In the beginning there were the simple things; Air, Earth, and Water, air from the cosmos the breath of life, earth from cosmic dust, water for the breath of life.
Out of that simple trinity comes life, as we know it on our planet the Earth.
We saw that fountain of perpetual and eternal youth today, that virgin birth when it all begins.

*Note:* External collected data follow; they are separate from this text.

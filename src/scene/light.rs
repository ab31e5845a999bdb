use cgmath::Vector3;

/// A point light. Attenuation coefficients are (constant, linear, quadratic);
/// the default (1, 0, 0) means no falloff, which is what the distant sun uses.
pub struct Light {
    pub position: Vector3<f32>,
    pub colour: Vector3<f32>,
    pub attenuation: Vector3<f32>,
}

impl Light {
    pub fn new(position: Vector3<f32>, colour: Vector3<f32>) -> Self {
        Light {
            position,
            colour,
            attenuation: Vector3::new(1.0, 0.0, 0.0),
        }
    }

    pub fn with_attenuation(
        position: Vector3<f32>,
        colour: Vector3<f32>,
        attenuation: Vector3<f32>,
    ) -> Self {
        Light {
            position,
            colour,
            attenuation,
        }
    }
}
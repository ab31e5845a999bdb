mod game;

pub use game::run_demo;
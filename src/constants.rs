// Terrain constants
pub const TERRAIN_SIZE: f32 = 1600.0;
pub const MAX_HEIGHT: f32 = 40.0;
// Half the packed 24-bit colour range (256^3 / 2)
pub const HALF_PIXEL_RANGE: f32 = 8_388_608.0;
pub const FALLBACK_HEIGHTMAP_SIZE: u32 = 128;
pub const TERRAIN_TEXTURE_TILES: f32 = 40.0;

// Player constants
pub const RUN_SPEED: f32 = 40.0;
pub const TURN_SPEED: f32 = 160.0;
pub const GRAVITY: f32 = -50.0;
pub const JUMP_POWER: f32 = 18.0;

// Camera constants
pub const CAMERA_START_DISTANCE: f32 = 50.0;
pub const CAMERA_START_PITCH: f32 = 20.0;

// Skybox constants
pub const SKYBOX_SIZE: f32 = 500.0;
pub const DAY_CYCLE_LENGTH: f32 = 24000.0;
pub const FOG_COLOUR: [f32; 3] = [0.544, 0.62, 0.69];

// Lighting
pub const MAX_LIGHTS: usize = 4;

// Particles
pub const PARTICLE_ATLAS_ROWS: u32 = 4;
pub const PROC_TEXTURE_SIZE: u32 = 256;
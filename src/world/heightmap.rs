use std::path::Path;

use crate::constants::{HALF_PIXEL_RANGE, MAX_HEIGHT};

/// Square grid of packed 24-bit colour values decoded from a heightmap image.
/// One pixel per terrain vertex.
pub struct Heightmap {
    side: u32,
    pixels: Vec<i32>,
}

impl Heightmap {
    pub fn from_file<P: AsRef<Path>>(path: P) -> Result<Self, String> {
        let img = image::open(&path)
            .map_err(|e| format!("Failed to load heightmap {}: {}", path.as_ref().display(), e))?;
        Self::from_image(&img.to_rgba8())
    }

    pub fn from_image(img: &image::RgbaImage) -> Result<Self, String> {
        let (width, height) = img.dimensions();
        if width != height {
            return Err(format!("Heightmap must be square, got {}x{}", width, height));
        }

        let mut pixels = Vec::with_capacity((width * height) as usize);
        for y in 0..height {
            for x in 0..width {
                let p = img.get_pixel(x, y);
                pixels.push(pack_rgb(p.0[0], p.0[1], p.0[2]));
            }
        }

        Ok(Heightmap {
            side: width,
            pixels,
        })
    }

    /// Smooth value-noise fallback used when no heightmap file is available,
    /// so the demo always has hills to stand on.
    pub fn procedural(side: u32, seed: u32) -> Self {
        let hash = |x: i32, z: i32| -> f32 {
            let n = (x as u32)
                .wrapping_mul(374761393)
                .wrapping_add((z as u32).wrapping_mul(668265263))
                .wrapping_add(seed.wrapping_mul(2246822519));
            let n = (n ^ (n >> 13)).wrapping_mul(1274126177);
            // Map to [-1, 1)
            ((n ^ (n >> 16)) & 0xFFFF) as f32 / 32768.0 - 1.0
        };

        let smooth = |x: f32, z: f32, cell: f32| -> f32 {
            let gx = (x / cell).floor() as i32;
            let gz = (z / cell).floor() as i32;
            let fx = (x / cell).fract();
            let fz = (z / cell).fract();
            // Cosine-eased bilinear blend of the four lattice corners
            let sx = (1.0 - (fx * std::f32::consts::PI).cos()) * 0.5;
            let sz = (1.0 - (fz * std::f32::consts::PI).cos()) * 0.5;
            let top = hash(gx, gz) * (1.0 - sx) + hash(gx + 1, gz) * sx;
            let bottom = hash(gx, gz + 1) * (1.0 - sx) + hash(gx + 1, gz + 1) * sx;
            top * (1.0 - sz) + bottom * sz
        };

        let mut pixels = Vec::with_capacity((side * side) as usize);
        for z in 0..side {
            for x in 0..side {
                let (xf, zf) = (x as f32, z as f32);
                let value = smooth(xf, zf, 32.0) * 0.6
                    + smooth(xf, zf, 16.0) * 0.3
                    + smooth(xf, zf, 8.0) * 0.1;
                pixels.push((value.clamp(-1.0, 1.0) * (HALF_PIXEL_RANGE - 1.0)) as i32);
            }
        }

        Heightmap { side, pixels }
    }

    pub fn side(&self) -> u32 {
        self.side
    }

    /// Height displacement for the pixel at (x, z). Out-of-bounds coordinates
    /// clamp to zero rather than wrapping; in-bounds values are rescaled from
    /// the packed colour range to [-MAX_HEIGHT, MAX_HEIGHT].
    pub fn sample_height(&self, x: i32, z: i32) -> f32 {
        if x < 0 || x >= self.side as i32 || z < 0 || z >= self.side as i32 {
            return 0.0;
        }
        let raw = self.pixels[(z as u32 * self.side + x as u32) as usize] as f32;
        (raw / HALF_PIXEL_RANGE * MAX_HEIGHT).clamp(-MAX_HEIGHT, MAX_HEIGHT)
    }
}

/// Packs one pixel's colour channels into a signed value symmetric around
/// zero (sign-extended 24-bit), so mid-grey maps near zero displacement.
fn pack_rgb(r: u8, g: u8, b: u8) -> i32 {
    let packed = ((r as u32) << 16) | ((g as u32) << 8) | (b as u32);
    ((packed << 8) as i32) >> 8
}

#[cfg(test)]
mod tests {
    use super::*;

    fn uniform_map(side: u32, rgb: [u8; 3]) -> Heightmap {
        let img = image::RgbaImage::from_pixel(side, side, image::Rgba([rgb[0], rgb[1], rgb[2], 255]));
        Heightmap::from_image(&img).unwrap()
    }

    #[test]
    fn all_zero_pixels_sample_to_zero() {
        let map = uniform_map(3, [0, 0, 0]);
        for x in 0..3 {
            for z in 0..3 {
                assert_eq!(map.sample_height(x, z), 0.0);
            }
        }
    }

    #[test]
    fn out_of_bounds_samples_are_exactly_zero() {
        let map = uniform_map(4, [200, 10, 10]);
        assert_eq!(map.sample_height(-1, 0), 0.0);
        assert_eq!(map.sample_height(0, -1), 0.0);
        assert_eq!(map.sample_height(4, 2), 0.0);
        assert_eq!(map.sample_height(2, 4), 0.0);
        assert_eq!(map.sample_height(-1000, -1000), 0.0);
    }

    #[test]
    fn in_bounds_samples_stay_within_max_height() {
        for rgb in [[0u8, 0, 0], [255, 255, 255], [128, 0, 0], [127, 255, 255]] {
            let map = uniform_map(2, rgb);
            for x in 0..2 {
                for z in 0..2 {
                    let h = map.sample_height(x, z);
                    assert!(h >= -MAX_HEIGHT && h <= MAX_HEIGHT, "{:?} -> {}", rgb, h);
                }
            }
        }
    }

    #[test]
    fn packed_colour_is_symmetric_around_zero() {
        // 0x000001 and 0xFFFFFF sit one step either side of zero.
        let up = uniform_map(1, [0, 0, 1]).sample_height(0, 0);
        let down = uniform_map(1, [255, 255, 255]).sample_height(0, 0);
        assert!(up > 0.0);
        assert!(down < 0.0);
        assert!((up + down).abs() < 1e-4);
    }

    #[test]
    fn non_square_images_are_rejected() {
        let img = image::RgbaImage::new(4, 3);
        assert!(Heightmap::from_image(&img).is_err());
    }

    #[test]
    fn procedural_map_is_deterministic_and_bounded() {
        let a = Heightmap::procedural(16, 7);
        let b = Heightmap::procedural(16, 7);
        for x in 0..16 {
            for z in 0..16 {
                let h = a.sample_height(x, z);
                assert_eq!(h, b.sample_height(x, z));
                assert!(h.abs() <= MAX_HEIGHT);
            }
        }
    }
}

There is a lovely little valley in the nearby mountains whose slopes are
covered with deciduous hardwood trees and whose bottom is silver-threaded with a bright
and sparkling, pure mountain stream. Near the foot of the ridge, on its sunny southern
side, the sun shines like a beacon on a thick carpet of last year's milk-chocolate leaf
cover, nestled snuggly in a womb-like depression on the forest floor. In the center of
this maternal scene, birth is taking place as pristine as the Earth's very first born. A
virgin spring surges out of the ground, fringed in a light tan leafy brown gown. Its
nourishing nectar erupts with such an enthusiasm; our hearts leap up with it for the joy
in the new life that it brings. It no more than exists from the ground that it moves on as
a little booklet, which flows quickly downward to enter the heart of the valley. A
bounding brook carries it ever onward to join with others to become a stream that flows
into lakes and rivers and oceans.
It is true, of course, that this is all a part of a miraculous cycle that continues upward into the skies from which we all ultimately come. Snows and rains are formed there once again and fall to the Earth where their moistures seep into the soil percolating into its soul. A gradual coalescence happens out of the many little subterranean pools that join together at the surface once more as a mountain spring.
When it comes to the magic of our life for living on the good Earth, it is here in this place, and from this spring where it all begins.